▶ **WORK REQUIRED**:
Scan the material for the string "struct" and copy out every line in which it occurs.

▶ **RECORD EXTRACTS**:

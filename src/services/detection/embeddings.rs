// Word Embeddings
// Pretrained embedding table, word2vec loaders and the averaging aggregator

use rand::rngs::StdRng;
use rand::{Rng, SeedableRng};
use serde::{Deserialize, Serialize};
use std::collections::HashMap;
use std::fs::File;
use std::io::{BufRead, BufReader, ErrorKind, Read};
use std::path::Path;
use tracing::info;

use super::ModelError;

/// Largest vector width accepted from an artifact header.
const MAX_DIMENSION: usize = 1 << 16;
/// Floats preallocated up front; larger tables grow while reading.
const MAX_PREALLOCATED: usize = 1 << 24;

/// Read-only token -> vector capability.
pub trait EmbeddingTable: Send + Sync {
    fn dimension(&self) -> usize;

    fn lookup(&self, token: &str) -> Option<&[f32]>;

    fn len(&self) -> usize;

    fn is_empty(&self) -> bool {
        self.len() == 0
    }
}

/// On-disk layout of a word2vec artifact
#[derive(Debug, Clone, Copy, Serialize, Deserialize, PartialEq, Eq, Default)]
#[serde(rename_all = "snake_case")]
pub enum EmbeddingFormat {
    #[default]
    Binary,
    Text,
}

/// In-memory embedding table: one flat buffer indexed by word.
#[derive(Debug, Clone)]
pub struct WordVectors {
    dim: usize,
    word2idx: HashMap<String, usize>,
    vectors: Vec<f32>,
}

impl WordVectors {
    pub fn new(dim: usize) -> Self {
        Self {
            dim,
            word2idx: HashMap::new(),
            vectors: Vec::new(),
        }
    }

    /// Build a table from (word, vector) pairs
    pub fn from_pairs<I, S>(dim: usize, pairs: I) -> Result<Self, ModelError>
    where
        I: IntoIterator<Item = (S, Vec<f32>)>,
        S: Into<String>,
    {
        let mut table = Self::new(dim);
        for (word, vector) in pairs {
            table.insert(word, &vector)?;
        }
        Ok(table)
    }

    /// Insert a vector. The first vector stored for a word wins.
    pub fn insert(&mut self, word: impl Into<String>, vector: &[f32]) -> Result<(), ModelError> {
        if vector.len() != self.dim {
            return Err(ModelError::DimensionMismatch {
                expected: self.dim,
                found: vector.len(),
            });
        }
        let word = word.into();
        if self.word2idx.contains_key(&word) {
            return Ok(());
        }
        self.word2idx.insert(word, self.word2idx.len());
        self.vectors.extend_from_slice(vector);
        Ok(())
    }

    /// Load a word2vec artifact from disk
    pub fn load(
        path: &Path,
        format: EmbeddingFormat,
        limit: Option<usize>,
        expected_dim: usize,
    ) -> Result<Self, ModelError> {
        let reader = BufReader::new(File::open(path)?);
        let table = match format {
            EmbeddingFormat::Binary => Self::read_binary(reader, limit)?,
            EmbeddingFormat::Text => Self::read_text(reader, limit)?,
        };

        if table.dim != expected_dim {
            return Err(ModelError::DimensionMismatch {
                expected: expected_dim,
                found: table.dim,
            });
        }

        info!(
            path = %path.display(),
            vocab = table.len(),
            dim = table.dim,
            "embeddings.loaded"
        );
        Ok(table)
    }

    /// Parse the binary word2vec layout: `"<vocab> <dim>\n"` followed by
    /// `word<space>` and `dim` little-endian f32 per entry.
    pub fn read_binary<R: BufRead>(mut reader: R, limit: Option<usize>) -> Result<Self, ModelError> {
        let (vocab_size, dim) = read_header(&mut reader)?;
        let count = limit.map_or(vocab_size, |l| l.min(vocab_size));

        let total = count.checked_mul(dim).ok_or_else(|| {
            ModelError::InvalidHeader(format!("{} vectors of dimension {} overflow", count, dim))
        })?;

        let mut table = Self::new(dim);
        table.vectors.reserve(total.min(MAX_PREALLOCATED));
        let mut raw = vec![0u8; dim * std::mem::size_of::<f32>()];
        let mut vector = vec![0f32; dim];

        for index in 0..count {
            let word = read_binary_word(&mut reader, index)?;
            reader.read_exact(&mut raw).map_err(|e| truncated(e, index))?;
            for (slot, bytes) in vector.iter_mut().zip(raw.chunks_exact(4)) {
                *slot = f32::from_le_bytes([bytes[0], bytes[1], bytes[2], bytes[3]]);
            }
            table.insert(word, &vector)?;
        }

        Ok(table)
    }

    /// Parse the text word2vec layout: header line, then `word v1 .. vdim` per line.
    pub fn read_text<R: BufRead>(mut reader: R, limit: Option<usize>) -> Result<Self, ModelError> {
        let (vocab_size, dim) = read_header(&mut reader)?;
        let count = limit.map_or(vocab_size, |l| l.min(vocab_size));

        let mut table = Self::new(dim);
        let mut vector = Vec::with_capacity(dim);

        for (index, line) in reader.lines().take(count).enumerate() {
            let line = line?;
            let mut parts = line.split_whitespace();
            let word = parts.next().ok_or_else(|| ModelError::InvalidEntry {
                index,
                message: "empty line".to_string(),
            })?;

            vector.clear();
            for part in parts {
                let value: f32 = part.parse().map_err(|_| ModelError::InvalidEntry {
                    index,
                    message: format!("invalid component '{}'", part),
                })?;
                vector.push(value);
            }
            table.insert(word, &vector)?;
        }

        Ok(table)
    }
}

impl EmbeddingTable for WordVectors {
    fn dimension(&self) -> usize {
        self.dim
    }

    fn lookup(&self, token: &str) -> Option<&[f32]> {
        let idx = *self.word2idx.get(token)?;
        self.vectors.get(idx * self.dim..(idx + 1) * self.dim)
    }

    fn len(&self) -> usize {
        self.word2idx.len()
    }
}

fn read_header<R: BufRead>(reader: &mut R) -> Result<(usize, usize), ModelError> {
    let mut header = String::new();
    reader.read_line(&mut header)?;
    let parts: Vec<&str> = header.split_whitespace().collect();
    if parts.len() != 2 {
        return Err(ModelError::InvalidHeader(header.trim().to_string()));
    }
    let vocab_size = parts[0]
        .parse()
        .map_err(|_| ModelError::InvalidHeader(format!("invalid vocab size '{}'", parts[0])))?;
    let dim: usize = parts[1]
        .parse()
        .map_err(|_| ModelError::InvalidHeader(format!("invalid dimension '{}'", parts[1])))?;
    if dim == 0 || dim > MAX_DIMENSION {
        return Err(ModelError::InvalidHeader(format!(
            "dimension {} outside 1..={}",
            dim, MAX_DIMENSION
        )));
    }
    Ok((vocab_size, dim))
}

fn read_binary_word<R: Read>(reader: &mut R, index: usize) -> Result<String, ModelError> {
    let mut bytes = Vec::new();
    let mut byte = [0u8; 1];
    loop {
        reader.read_exact(&mut byte).map_err(|e| truncated(e, index))?;
        match byte[0] {
            b' ' => break,
            // entries may be separated by a newline after the vector
            b'\n' if bytes.is_empty() => continue,
            b => bytes.push(b),
        }
    }
    Ok(String::from_utf8_lossy(&bytes).into_owned())
}

fn truncated(err: std::io::Error, index: usize) -> ModelError {
    if err.kind() == ErrorKind::UnexpectedEof {
        ModelError::InvalidEntry {
            index,
            message: "unexpected end of file".to_string(),
        }
    } else {
        ModelError::Io(err)
    }
}

/// How out-of-vocabulary tokens contribute to the average.
#[derive(Debug, Clone, Copy, Serialize, Deserialize, PartialEq, Eq, Default)]
#[serde(rename_all = "snake_case")]
pub enum OovPolicy {
    /// Substitute the zero vector (serving default)
    #[default]
    ZeroFill,
    /// Substitute a vector of uniform [0, 1) components
    RandomFill,
}

#[derive(Debug, Clone, Copy, Default, PartialEq, Eq)]
pub struct FeatureStats {
    pub token_count: usize,
    pub oov_count: usize,
}

/// Averages per-token vectors into one feature vector.
///
/// The divisor is the total token count, so OOV tokens dilute the average
/// toward zero instead of being excluded.
#[derive(Debug, Clone, Copy, Default)]
pub struct EmbeddingAggregator {
    policy: OovPolicy,
    seed: Option<u64>,
}

impl EmbeddingAggregator {
    pub fn new(policy: OovPolicy) -> Self {
        Self { policy, seed: None }
    }

    /// Seed the random fill so every call substitutes the same vectors.
    pub fn with_seed(mut self, seed: u64) -> Self {
        self.seed = Some(seed);
        self
    }

    pub fn policy(&self) -> OovPolicy {
        self.policy
    }

    pub fn embed(&self, table: &dyn EmbeddingTable, tokens: &[String]) -> Vec<f32> {
        self.embed_with_stats(table, tokens).0
    }

    pub fn embed_with_stats(
        &self,
        table: &dyn EmbeddingTable,
        tokens: &[String],
    ) -> (Vec<f32>, FeatureStats) {
        let dim = table.dimension();
        let mut stats = FeatureStats {
            token_count: tokens.len(),
            oov_count: 0,
        };
        if tokens.is_empty() {
            return (vec![0.0; dim], stats);
        }

        let mut sums = vec![0f64; dim];
        let mut rng: Option<StdRng> = None;

        for token in tokens {
            match table.lookup(token) {
                Some(vector) => {
                    for (sum, value) in sums.iter_mut().zip(vector) {
                        *sum += f64::from(*value);
                    }
                }
                None => {
                    stats.oov_count += 1;
                    if self.policy == OovPolicy::RandomFill {
                        let rng = rng.get_or_insert_with(|| match self.seed {
                            Some(seed) => StdRng::seed_from_u64(seed),
                            None => StdRng::from_entropy(),
                        });
                        for sum in sums.iter_mut() {
                            *sum += f64::from(rng.gen::<f32>());
                        }
                    }
                }
            }
        }

        let n = tokens.len() as f64;
        let averaged = sums.into_iter().map(|s| (s / n) as f32).collect();
        (averaged, stats)
    }
}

▶ **ANSWER TO THE EXERCISE**:
pub struct WordVectors {
pub struct FeatureStats {
pub struct EmbeddingAggregator {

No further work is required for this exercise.